Start a new macro, but this time use 2000 random shuffles instead of 1000. Calculate a p-value for this 2000 iteration version of the test, and record it in the worksheet. Remember to change the count of number of t's exceeding the observed t to reflect the larger number of iterations. Record the number exceeding and p-value for this version next to the values for the original test (cells B49 and B52, respectively).

In cell B55, tell me how this increase affected the test. What's the smallest p-value possible with 1000 shuffles, and what is it with 2000 shuffles?

Third program:

This time you will check whether it matters if you randomly shuffle the species labels instead of the measured data.

Select all the t-values and delete them, so that this calculation will be based on the new program.

Put the data back in the original sort order - remember, don't include the species in this sort! Just sort the skin colors relative to the original order column.
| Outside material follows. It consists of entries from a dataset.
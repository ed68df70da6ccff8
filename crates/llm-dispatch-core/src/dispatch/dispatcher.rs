//! Dispatch orchestration: validate → bound timeout → build → invoke → classify.

use std::sync::Arc;
use std::time::{Duration, Instant};

use serde::{Deserialize, Serialize};
use serde_json::{json, Value};
use tracing::{debug, Instrument};

use super::builder::{build_command, ContextProvider};
use super::invoker::{ProcessInvocation, ProcessRunner, TokioProcessRunner};
use super::outcome::classify;
use super::rate_limit::is_rate_limited;
use crate::config::LlmRegistry;
use crate::domain::{
    DispatchError, DispatchOptions, DispatchRequest, DispatchResult, LlmDefinition,
    ResponseFormat, Result,
};
use crate::obs;

/// Probe prompt used when a backend configures none.
pub const DEFAULT_TEST_PROMPT: &str = "Respond with the single word OK.";

/// Probe timeout, clamped into the registry's bounds.
pub const PROBE_TIMEOUT_SECS: u64 = 30;

/// Result of an availability probe that ran to completion.
#[derive(Debug, Clone, Copy, Serialize, Deserialize, PartialEq, Eq)]
#[serde(tag = "status", rename_all = "snake_case")]
pub enum ProbeOutcome {
    Available,
    RateLimited { exit_code: i32 },
    Unavailable { exit_code: i32 },
}

impl ProbeOutcome {
    pub fn is_available(&self) -> bool {
        matches!(self, Self::Available)
    }

    pub fn as_str(&self) -> &'static str {
        match self {
            Self::Available => "available",
            Self::RateLimited { .. } => "rate_limited",
            Self::Unavailable { .. } => "unavailable",
        }
    }
}

/// Public entry point for running backends.
///
/// Holds only read-only state, so one dispatcher can serve concurrent calls.
#[derive(Clone)]
pub struct Dispatcher {
    registry: Arc<LlmRegistry>,
    runner: Arc<dyn ProcessRunner>,
    context: Option<Arc<dyn ContextProvider>>,
}

impl Dispatcher {
    /// Dispatcher that spawns real processes.
    pub fn new(registry: Arc<LlmRegistry>) -> Self {
        Self {
            registry,
            runner: Arc::new(TokioProcessRunner::new()),
            context: None,
        }
    }

    /// Replace the process runner.
    pub fn with_runner(mut self, runner: Arc<dyn ProcessRunner>) -> Self {
        self.runner = runner;
        self
    }

    pub fn with_context_provider(mut self, provider: Arc<dyn ContextProvider>) -> Self {
        self.context = Some(provider);
        self
    }

    pub fn registry(&self) -> &LlmRegistry {
        &self.registry
    }

    /// Run one request.
    ///
    /// Returns `Ok` for every process that ran to completion, whatever its
    /// exit code. Errors are validation failures (no process spawned),
    /// timeouts and spawn failures.
    pub async fn dispatch(&self, request: &DispatchRequest) -> Result<DispatchResult> {
        self.dispatch_inner(request)
            .instrument(obs::dispatch_span(&request.llm_id))
            .await
    }

    async fn dispatch_inner(&self, request: &DispatchRequest) -> Result<DispatchResult> {
        let llm = self.validate(request)?;
        let timeout_secs = self.registry.limits().resolve(request.timeout_override())?;
        let context_prefix = self.resolve_context(&request.context_keys)?;
        let command = build_command(llm, &request.prompt, &context_prefix)?;

        if let Some(options) = &request.options {
            debug!(
                model = ?options.model,
                max_tokens = ?options.max_tokens,
                temperature = ?options.temperature,
                "dispatch options"
            );
        }

        let invocation = ProcessInvocation {
            program: command.program,
            args: command.args,
            stdin: command.stdin,
            timeout: Duration::from_secs(timeout_secs),
        };

        obs::emit_dispatch_started(&llm.id, timeout_secs, llm.stdin);
        let start = Instant::now();
        let outcome = self.runner.run(&invocation).await;

        let completed = classify(outcome).map_err(|e| {
            match &e {
                DispatchError::TimedOut(secs) => obs::emit_dispatch_timed_out(&llm.id, *secs),
                other => obs::emit_dispatch_infrastructure_failure(&llm.id, other),
            }
            e
        })?;

        let stdout = completed.output.stdout;
        let mut result = DispatchResult {
            exit_code: completed.exit_code,
            response_size: stdout.len(),
            stdout,
            stderr: completed.output.stderr,
            output: None,
        };
        obs::emit_dispatch_completed(
            &llm.id,
            result.exit_code,
            start.elapsed().as_millis() as u64,
            result.response_size,
        );

        if !result.succeeded() {
            if is_rate_limited(&result, llm.rate_limit_patterns()) {
                obs::emit_rate_limited(&llm.id, result.exit_code);
            }
            return Ok(result);
        }

        result.output = parse_output(request.format(), &result.stdout);
        Ok(result)
    }

    /// Probe a backend with a short prompt.
    ///
    /// Infrastructure failures (spawn errors, timeouts) are returned as errors.
    pub async fn test_llm(&self, llm_id: &str) -> Result<ProbeOutcome> {
        let llm = self
            .registry
            .get(llm_id)
            .ok_or_else(|| DispatchError::UnknownLlm(llm_id.to_string()))?;

        let prompt = llm
            .recovery
            .as_ref()
            .and_then(|r| r.test_prompt.as_deref())
            .filter(|p| !p.trim().is_empty())
            .unwrap_or(DEFAULT_TEST_PROMPT);

        let limits = self.registry.limits();
        let timeout = PROBE_TIMEOUT_SECS.clamp(limits.min_timeout_secs, limits.max_timeout_secs);
        let request = DispatchRequest::new(llm_id, prompt).with_options(DispatchOptions {
            timeout_secs: Some(timeout),
            ..Default::default()
        });

        let result = self.dispatch(&request).await?;
        let outcome = if result.succeeded() {
            ProbeOutcome::Available
        } else if is_rate_limited(&result, llm.rate_limit_patterns()) {
            ProbeOutcome::RateLimited {
                exit_code: result.exit_code,
            }
        } else {
            ProbeOutcome::Unavailable {
                exit_code: result.exit_code,
            }
        };
        obs::emit_probe_finished(llm_id, outcome.as_str());
        Ok(outcome)
    }

    /// Check `result` against the rate-limit patterns configured for `llm_id`.
    ///
    /// Unknown ids have no patterns and never match.
    pub fn is_rate_limited(&self, llm_id: &str, result: &DispatchResult) -> bool {
        self.registry
            .get(llm_id)
            .map(|llm| is_rate_limited(result, llm.rate_limit_patterns()))
            .unwrap_or(false)
    }

    fn validate(&self, request: &DispatchRequest) -> Result<&LlmDefinition> {
        let llm = self
            .registry
            .get(&request.llm_id)
            .ok_or_else(|| DispatchError::UnknownLlm(request.llm_id.clone()))?;
        if !llm.enabled {
            return Err(DispatchError::LlmDisabled(llm.id.clone()));
        }
        if request.prompt.is_empty() {
            return Err(DispatchError::EmptyPrompt);
        }
        Ok(llm)
    }

    fn resolve_context(&self, keys: &[String]) -> Result<String> {
        if keys.is_empty() {
            return Ok(String::new());
        }
        let provider = self.context.as_ref().ok_or_else(|| {
            DispatchError::Context("context keys given but no context provider is configured".into())
        })?;
        provider.context_prefix(keys).map_err(DispatchError::Context)
    }
}

fn parse_output(format: ResponseFormat, stdout: &str) -> Option<Value> {
    match format {
        ResponseFormat::Text => Some(json!({ "text": stdout })),
        ResponseFormat::Json => match serde_json::from_str(stdout) {
            Ok(value) => Some(value),
            Err(e) => {
                debug!(error = %e, "stdout is not valid JSON; leaving output unset");
                None
            }
        },
    }
}
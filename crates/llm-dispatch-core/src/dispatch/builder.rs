//! Command construction: placeholder substitution or stdin payload.

use std::collections::HashMap;

use crate::domain::llm::{LlmDefinition, PROMPT_PLACEHOLDER};
use crate::domain::{DispatchError, Result};

/// Marker separating resolved context from the task prompt.
pub const TASK_MARKER: &str = "=== TASK ===\n";

/// Resolves request context keys into a prompt prefix.
pub trait ContextProvider: Send + Sync {
    fn context_prefix(&self, keys: &[String]) -> std::result::Result<String, String>;
}

/// In-memory context provider keyed by name.
///
/// Each key renders as `=== KEY ===\n<content>\n\n`, in request order.
#[derive(Debug, Clone, Default)]
pub struct MapContextProvider {
    entries: HashMap<String, String>,
}

impl MapContextProvider {
    pub fn new() -> Self {
        Self::default()
    }

    pub fn with_entry(mut self, key: impl Into<String>, content: impl Into<String>) -> Self {
        self.entries.insert(key.into(), content.into());
        self
    }
}

impl ContextProvider for MapContextProvider {
    fn context_prefix(&self, keys: &[String]) -> std::result::Result<String, String> {
        let mut prefix = String::new();
        for key in keys {
            let content = self
                .entries
                .get(key)
                .ok_or_else(|| format!("unknown context key: {key}"))?;
            prefix.push_str(&format!("=== {} ===\n{}\n\n", key.to_uppercase(), content.trim()));
        }
        Ok(prefix)
    }
}

/// A fully resolved command, ready for the invoker.
#[derive(Debug, Clone, PartialEq, Eq)]
pub struct BuiltCommand {
    pub program: String,
    pub args: Vec<String>,
    /// Payload written to the child's stdin when present.
    pub stdin: Option<String>,
}

/// Join a context prefix and the task prompt.
///
/// [`TASK_MARKER`] is inserted only when `context_prefix` is non-empty; a
/// bare prompt is returned unchanged.
pub fn compose_prompt(context_prefix: &str, prompt: &str) -> String {
    if context_prefix.is_empty() {
        prompt.to_string()
    } else {
        format!("{context_prefix}{TASK_MARKER}{prompt}")
    }
}

/// Build the command for `llm`.
///
/// Arguments are discrete tokens; nothing is escaped or passed through a shell.
/// The prompt is composed with [`compose_prompt`], so an empty `context_prefix`
/// adds no task marker.
pub fn build_command(
    llm: &LlmDefinition,
    prompt: &str,
    context_prefix: &str,
) -> Result<BuiltCommand> {
    if !llm.enabled {
        return Err(DispatchError::LlmDisabled(llm.id.clone()));
    }
    if prompt.is_empty() {
        return Err(DispatchError::EmptyPrompt);
    }

    let full_prompt = compose_prompt(context_prefix, prompt);

    if llm.stdin {
        return Ok(BuiltCommand {
            program: llm.command.clone(),
            args: llm.args.clone(),
            stdin: Some(full_prompt),
        });
    }

    if !llm.has_placeholder() {
        return Err(DispatchError::MissingPlaceholder {
            llm_id: llm.id.clone(),
        });
    }

    let args = llm
        .args
        .iter()
        .map(|arg| arg.replace(PROMPT_PLACEHOLDER, &full_prompt))
        .collect();

    Ok(BuiltCommand {
        program: llm.command.clone(),
        args,
        stdin: None,
    })
}
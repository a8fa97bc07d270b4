//! Cache Statistics Module
//!
//! Tracks cache read hits, misses, and sweep evictions.

use std::sync::atomic::{AtomicU64, Ordering};

use serde::Serialize;

// == Cache Stats ==
/// Point-in-time view of cache performance metrics.
#[derive(Debug, Clone, Default, PartialEq, Serialize)]
pub struct CacheStats {
    /// Number of reads that found a live entry
    pub hits: u64,
    /// Number of reads that found nothing or an expired entry
    pub misses: u64,
    /// Number of expired entries physically removed by sweeps
    pub expired_evictions: u64,
    /// Current number of stored entries, expired-but-unswept included
    pub total_entries: usize,
}

impl CacheStats {
    // == Hit Rate ==
    /// Calculates the cache hit rate.
    ///
    /// Returns hits / (hits + misses), or 0.0 if no reads have been made.
    pub fn hit_rate(&self) -> f64 {
        let total = self.hits + self.misses;
        if total == 0 {
            0.0
        } else {
            self.hits as f64 / total as f64
        }
    }
}

// == Stats Counters ==
/// Shared counters updated without the map's write lock.
#[derive(Debug, Default)]
pub(crate) struct StatsCounters {
    hits: AtomicU64,
    misses: AtomicU64,
    expired_evictions: AtomicU64,
}

impl StatsCounters {
    pub(crate) fn record_hit(&self) {
        self.hits.fetch_add(1, Ordering::Relaxed);
    }

    pub(crate) fn record_miss(&self) {
        self.misses.fetch_add(1, Ordering::Relaxed);
    }

    pub(crate) fn record_evictions(&self, count: usize) {
        self.expired_evictions
            .fetch_add(count as u64, Ordering::Relaxed);
    }

    pub(crate) fn snapshot(&self, total_entries: usize) -> CacheStats {
        CacheStats {
            hits: self.hits.load(Ordering::Relaxed),
            misses: self.misses.load(Ordering::Relaxed),
            expired_evictions: self.expired_evictions.load(Ordering::Relaxed),
            total_entries,
        }
    }
}
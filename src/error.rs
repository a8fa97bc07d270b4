//! Error types for the cache
//!
//! Provides unified error handling using thiserror.

use std::io;

use thiserror::Error;

// == Cache Error Enum ==
/// Unified error type for cache operations.
#[derive(Error, Debug)]
pub enum CacheError {
    /// A live entry already occupies the key
    #[error("Item {0} already exists")]
    AlreadyExists(String),

    /// No live entry occupies the key
    #[error("Item {0} not found")]
    NotFound(String),

    /// The codec could not serialize the stored entries
    #[error("Failed to encode snapshot: {0}")]
    Encode(String),

    /// The snapshot stream is malformed or was written by another codec
    #[error("Failed to decode snapshot: {0}")]
    Decode(String),

    /// Snapshot sink or source failure, passed through unchanged
    #[error(transparent)]
    Io(#[from] io::Error),

    /// Rejected configuration value
    #[error("Invalid configuration: {0}")]
    InvalidConfig(String),

    /// The sweeper needs a Tokio runtime to be spawned on
    #[error("No Tokio runtime available to spawn the expiration sweeper")]
    NoRuntime,
}

// == Result Type Alias ==
/// Convenience Result type for the cache.
pub type Result<T> = std::result::Result<T, CacheError>;

#[cfg(test)]
mod tests {
    use super::*;

    #[test]
    fn test_error_messages_identify_key() {
        let err = CacheError::AlreadyExists("session:42".to_string());
        assert!(err.to_string().contains("session:42"));

        let err = CacheError::NotFound("session:7".to_string());
        assert!(err.to_string().contains("session:7"));
    }

    #[test]
    fn test_io_error_passes_through() {
        let err: CacheError = io::Error::new(io::ErrorKind::PermissionDenied, "denied").into();
        match err {
            CacheError::Io(inner) => {
                assert_eq!(inner.kind(), io::ErrorKind::PermissionDenied);
                assert_eq!(inner.to_string(), "denied");
            }
            other => panic!("unexpected variant: {:?}", other),
        }
    }
}
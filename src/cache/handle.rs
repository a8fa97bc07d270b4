//! Cache Handle Module
//!
//! Ties one entry store, one expiration sweeper and one snapshot codec
//! together.

use std::io::{Read, Write};
use std::path::Path;
use std::sync::Arc;
use std::time::{Duration, SystemTime};

use serde::de::DeserializeOwned;
use serde::Serialize;
use tracing::info;

use crate::cache::{CacheStats, EntryStore, Ttl};
use crate::config::CacheConfig;
use crate::error::Result;
use crate::snapshot::{JsonCodec, SnapshotCodec};
use crate::tasks::Sweeper;

// == Cache ==
/// In-process key-value cache with TTL expiration and snapshot persistence.
///
/// Construction spawns exactly one background sweeper on the current Tokio
/// runtime. All operations are synchronous and can be called from plain
/// threads as well as async tasks. Share a cache between threads with `Arc`.
///
/// # Example
/// ```no_run
/// use std::time::Duration;
/// use snapcache::{Cache, CacheConfig, Ttl};
///
/// #[tokio::main]
/// async fn main() -> snapcache::Result<()> {
///     let config = CacheConfig::default().with_sweep_interval(Duration::from_millis(50));
///     let cache: Cache<u32> = Cache::new(&config)?;
///
///     cache.set("a", 1, Ttl::After(Duration::from_millis(20)));
///     assert_eq!(cache.get("a"), Some(1));
///     Ok(())
/// }
/// ```
#[derive(Debug)]
pub struct Cache<V, C = JsonCodec> {
    store: Arc<EntryStore<V>>,
    sweeper: Sweeper,
    codec: C,
}

impl<V> Cache<V, JsonCodec>
where
    V: Send + Sync + 'static,
{
    // == Constructor ==
    /// Creates a cache that snapshots as JSON.
    ///
    /// # Errors
    /// - `InvalidConfig` if the sweep interval is zero
    /// - `NoRuntime` if called outside a Tokio runtime
    pub fn new(config: &CacheConfig) -> Result<Self> {
        Self::with_codec(config, JsonCodec::new())
    }
}

impl<V, C> Cache<V, C>
where
    V: Send + Sync + 'static,
    C: SnapshotCodec,
{
    /// Creates a cache that snapshots with `codec`.
    pub fn with_codec(config: &CacheConfig, codec: C) -> Result<Self> {
        let store = Arc::new(EntryStore::new(config.default_ttl));
        let sweeper = Sweeper::spawn(Arc::downgrade(&store), config.sweep_interval)?;

        info!(
            "Cache created: default_ttl={:?}, sweep_interval={:?}",
            config.default_ttl, config.sweep_interval
        );
        Ok(Self {
            store,
            sweeper,
            codec,
        })
    }
}

impl<V, C> Cache<V, C> {
    // == Store ==
    /// Returns the underlying entry store.
    pub fn store(&self) -> &EntryStore<V> {
        &self.store
    }

    // == Codec ==
    /// Returns the snapshot codec.
    pub fn codec(&self) -> &C {
        &self.codec
    }

    // == Set ==
    /// Stores a value, overwriting any existing entry.
    pub fn set(&self, key: impl Into<String>, value: V, ttl: Ttl) {
        self.store.set(key, value, ttl);
    }

    // == Add ==
    /// Stores a value only if no live entry occupies `key`.
    ///
    /// # Errors
    /// - `AlreadyExists` if a live entry holds the key
    pub fn add(&self, key: impl Into<String>, value: V, ttl: Ttl) -> Result<()> {
        self.store.add(key, value, ttl)
    }

    // == Replace ==
    /// Stores a value only if a live entry already occupies `key`.
    ///
    /// # Errors
    /// - `NotFound` if the key is absent or expired
    pub fn replace(&self, key: impl Into<String>, value: V, ttl: Ttl) -> Result<()> {
        self.store.replace(key, value, ttl)
    }

    // == Delete ==
    /// Removes an entry by key. Missing keys are ignored.
    pub fn delete(&self, key: &str) {
        self.store.delete(key);
    }

    // == Delete Expired ==
    /// Removes expired entries now instead of waiting for the sweeper.
    ///
    /// Returns the number of entries removed.
    pub fn delete_expired(&self) -> usize {
        self.store.delete_expired()
    }

    // == Count ==
    /// Returns the number of stored entries, expired ones included.
    pub fn count(&self) -> usize {
        self.store.count()
    }

    // == Flush ==
    /// Removes every entry.
    pub fn flush(&self) {
        self.store.flush();
        info!("Cache flushed");
    }

    // == Stats ==
    /// Returns current cache statistics.
    pub fn stats(&self) -> CacheStats {
        self.store.stats()
    }

    // == TTL Remaining ==
    /// Returns the time left on a live entry.
    ///
    /// `None` if the key is absent or expired, `Some(None)` if it never expires.
    pub fn ttl_remaining(&self, key: &str) -> Option<Option<Duration>> {
        self.store.ttl_remaining(key)
    }

    // == Sweeper Control ==
    /// Stops the background sweeper. Safe to call more than once.
    ///
    /// Reads and writes keep working; expired entries then stay stored until
    /// `delete_expired` is called.
    pub fn stop_sweeper(&self) {
        self.sweeper.stop();
    }

    /// Returns true until the background sweeper has exited.
    pub fn is_sweeper_running(&self) -> bool {
        self.sweeper.is_running()
    }
}

impl<V: Clone, C> Cache<V, C> {
    // == Get ==
    /// Retrieves a live value by key.
    pub fn get(&self, key: &str) -> Option<V> {
        self.store.get(key)
    }

    // == Get With Expiration ==
    /// Retrieves a live value together with its expiration instant.
    pub fn get_with_expiration(&self, key: &str) -> Option<(V, Option<SystemTime>)> {
        self.store.get_with_expiration(key)
    }
}

impl<V: Serialize, C: SnapshotCodec> Cache<V, C> {
    // == Save ==
    /// Writes a snapshot of every entry to `sink`.
    ///
    /// Returns the number of entries written.
    pub fn save<W: Write>(&self, sink: W) -> Result<usize> {
        self.store.save(&self.codec, sink)
    }

    // == Save To File ==
    /// Writes a snapshot to the file at `path`, creating or truncating it.
    pub fn save_to_file<P: AsRef<Path>>(&self, path: P) -> Result<usize> {
        self.store.save_to_file(&self.codec, path)
    }
}

impl<V: DeserializeOwned, C: SnapshotCodec> Cache<V, C> {
    // == Load ==
    /// Merges a snapshot from `source`; live entries are kept.
    ///
    /// Returns the number of entries installed.
    pub fn load<R: Read>(&self, source: R) -> Result<usize> {
        self.store.load(&self.codec, source)
    }

    // == Load From File ==
    /// Merges a snapshot read from the file at `path`.
    pub fn load_from_file<P: AsRef<Path>>(&self, path: P) -> Result<usize> {
        self.store.load_from_file(&self.codec, path)
    }
}
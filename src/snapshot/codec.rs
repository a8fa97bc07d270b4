//! Snapshot Codecs
//!
//! Pluggable encode/decode of snapshot envelopes.

use std::io::{self, Read};

use serde::de::DeserializeOwned;
use serde::Serialize;
use thiserror::Error;

use super::{Snapshot, SnapshotRef};

// == Codec Error ==
/// Failure reported by a codec.
#[derive(Error, Debug)]
pub enum CodecError {
    /// The underlying byte source failed
    #[error(transparent)]
    Io(#[from] io::Error),

    /// The data could not be represented or parsed
    #[error("{0}")]
    Format(String),
}

// == Snapshot Codec ==
/// Turns snapshots into bytes and back.
///
/// Value types are constrained by serde bounds, so only serializable payloads
/// can be saved and only deserializable ones loaded.
pub trait SnapshotCodec: Send + Sync {
    /// Encodes a borrowed snapshot into a byte buffer.
    fn encode<V: Serialize>(&self, snapshot: &SnapshotRef<'_, V>) -> Result<Vec<u8>, CodecError>;

    /// Decodes a full snapshot from `source`.
    fn decode<V: DeserializeOwned>(&self, source: &mut dyn Read) -> Result<Snapshot<V>, CodecError>;
}

// == JSON Codec ==
/// Snapshot codec backed by serde_json.
#[derive(Debug, Clone, Copy, Default)]
pub struct JsonCodec {
    pretty: bool,
}

impl JsonCodec {
    /// Creates a compact JSON codec.
    pub fn new() -> Self {
        Self::default()
    }

    /// Creates a codec that writes indented JSON.
    pub fn pretty() -> Self {
        Self { pretty: true }
    }
}

impl SnapshotCodec for JsonCodec {
    fn encode<V: Serialize>(&self, snapshot: &SnapshotRef<'_, V>) -> Result<Vec<u8>, CodecError> {
        let encoded = if self.pretty {
            serde_json::to_vec_pretty(snapshot)
        } else {
            serde_json::to_vec(snapshot)
        };
        encoded.map_err(json_error)
    }

    fn decode<V: DeserializeOwned>(&self, source: &mut dyn Read) -> Result<Snapshot<V>, CodecError> {
        serde_json::from_reader(source).map_err(json_error)
    }
}

fn json_error(err: serde_json::Error) -> CodecError {
    if err.is_io() {
        CodecError::Io(err.into())
    } else {
        CodecError::Format(err.to_string())
    }
}
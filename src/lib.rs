//! Snapcache - An in-process key-value cache
//!
//! Provides per-entry TTL expiration, a background expiration sweeper and
//! snapshot persistence to any byte sink or source.

pub mod cache;
pub mod config;
pub mod error;
pub mod snapshot;
pub mod tasks;

pub use cache::{Cache, CacheStats, Entry, EntryStore, Ttl};
pub use config::CacheConfig;
pub use error::{CacheError, Result};
pub use snapshot::{JsonCodec, SnapshotCodec};
pub use tasks::Sweeper;
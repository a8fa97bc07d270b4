//! Cache Module
//!
//! Provides in-memory caching with per-entry TTL expiration.

mod entry;
mod handle;
mod stats;
mod store;
mod ttl;


// Re-export public types
pub use entry::{current_timestamp_nanos, Entry};
pub use handle::Cache;
pub use stats::CacheStats;
pub use store::EntryStore;
pub use ttl::Ttl;
//! Background Tasks Module
//!
//! Contains background tasks that run for the lifetime of a cache.
//!
//! # Tasks
//! - Expiration sweeper: removes expired entries at a fixed interval

mod sweeper;

pub use sweeper::Sweeper;
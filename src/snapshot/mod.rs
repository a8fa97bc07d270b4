//! Snapshot Module
//!
//! Serializes the whole entry map to a byte sink and merges it back from a
//! byte source.
//!
//! # Format
//! A snapshot is an envelope holding a format version, the time it was taken,
//! and every stored entry with its absolute expiration timestamp. Timestamps
//! are UNIX-epoch nanoseconds and are restored as-is, so entries that expired
//! while the snapshot sat on disk come back expired.

mod codec;
mod persist;

use std::collections::HashMap;

use chrono::{DateTime, Utc};
use serde::{Deserialize, Serialize};

use crate::cache::Entry;

pub use codec::{CodecError, JsonCodec, SnapshotCodec};

/// Envelope version written by this crate
pub const SNAPSHOT_VERSION: u32 = 1;

// == Snapshot Ref ==
/// Borrowed snapshot handed to a codec while the store is read-locked.
#[derive(Debug, Serialize)]
pub struct SnapshotRef<'a, V> {
    pub version: u32,
    pub saved_at: DateTime<Utc>,
    pub entries: &'a HashMap<String, Entry<V>>,
}

// == Snapshot ==
/// Owned snapshot produced by a codec on load.
#[derive(Debug, Deserialize)]
pub struct Snapshot<V> {
    pub version: u32,
    pub saved_at: DateTime<Utc>,
    pub entries: HashMap<String, Entry<V>>,
}
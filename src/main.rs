//! Snapcache - snapshot-backed cache host
//!
//! Runs a cache of JSON values for the lifetime of the process, restoring it
//! from a snapshot file on start and writing it back on shutdown.

use anyhow::{Context, Result};
use tokio::signal;
use tracing::{info, warn};
use tracing_subscriber::{layer::SubscriberExt, util::SubscriberInitExt};

use snapcache::{Cache, CacheConfig};

/// Main entry point.
///
/// # Startup Sequence
/// 1. Initialize tracing subscriber for logging
/// 2. Load configuration from environment variables
/// 3. Create the cache and its expiration sweeper
/// 4. Restore the snapshot file, if one is configured and present
/// 5. Wait for SIGINT/SIGTERM, then save the snapshot and stop the sweeper
#[tokio::main]
async fn main() -> Result<()> {
    // Defaults to "info" level, can be overridden with RUST_LOG env var
    tracing_subscriber::registry()
        .with(
            tracing_subscriber::EnvFilter::try_from_default_env()
                .unwrap_or_else(|_| "snapcache=info".into()),
        )
        .with(tracing_subscriber::fmt::layer())
        .init();

    info!("Starting snapcache");

    let config = CacheConfig::from_env().context("Failed to load configuration")?;
    info!(
        "Configuration loaded: default_ttl={:?}, sweep_interval={:?}, snapshot_path={:?}",
        config.default_ttl, config.sweep_interval, config.snapshot_path
    );

    let cache: Cache<serde_json::Value> =
        Cache::new(&config).context("Failed to create cache")?;

    if let Some(path) = &config.snapshot_path {
        if path.exists() {
            let restored = cache
                .load_from_file(path)
                .with_context(|| format!("Failed to restore snapshot {}", path.display()))?;
            info!("Restored {} entries from {}", restored, path.display());
        } else {
            info!("No snapshot at {}, starting empty", path.display());
        }
    }

    shutdown_signal().await?;

    match &config.snapshot_path {
        Some(path) => {
            let saved = cache
                .save_to_file(path)
                .with_context(|| format!("Failed to write snapshot {}", path.display()))?;
            info!("Saved {} entries to {}", saved, path.display());
        }
        None => warn!("No snapshot path configured, cache contents discarded"),
    }

    cache.stop_sweeper();
    info!("Shutdown complete");
    Ok(())
}

/// Waits for shutdown signal (Ctrl+C or SIGTERM).
async fn shutdown_signal() -> Result<()> {
    #[cfg(unix)]
    {
        let mut terminate = signal::unix::signal(signal::unix::SignalKind::terminate())
            .context("Failed to install SIGTERM handler")?;

        tokio::select! {
            result = signal::ctrl_c() => {
                result.context("Failed to listen for Ctrl+C")?;
                info!("Received Ctrl+C, initiating shutdown...");
            }
            _ = terminate.recv() => {
                info!("Received SIGTERM, initiating shutdown...");
            }
        }
    }

    #[cfg(not(unix))]
    {
        signal::ctrl_c()
            .await
            .context("Failed to listen for Ctrl+C")?;
        info!("Received Ctrl+C, initiating shutdown...");
    }

    Ok(())
}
Then, copy the salmon species column and paste it next to the randomizer column (column E). Label it "Random species" in cell E1.

If you select a cell in the pivot table and then switch to the "Analyze" tab, you can click on "Change Data Source", and extend the table to include this second species column. If you take out "species" as the row labels and put in "Random species", the t-value calculation should now be based on the random groupings that you'll produce in column E.

Start a new macro, but this time randomly sort "Random species" instead of "skin color", using 1000 iterations. Do the necessary calculations to get a p-value and record it in the sheet, next to the other two versions, in column C.

In a cell below the p-value (C55), note any differences in the results - in cell B56 tell me whether randomizing the data or randomize the species names gives you different results.

Assignment

That's it! Upload your completed file to the class web site.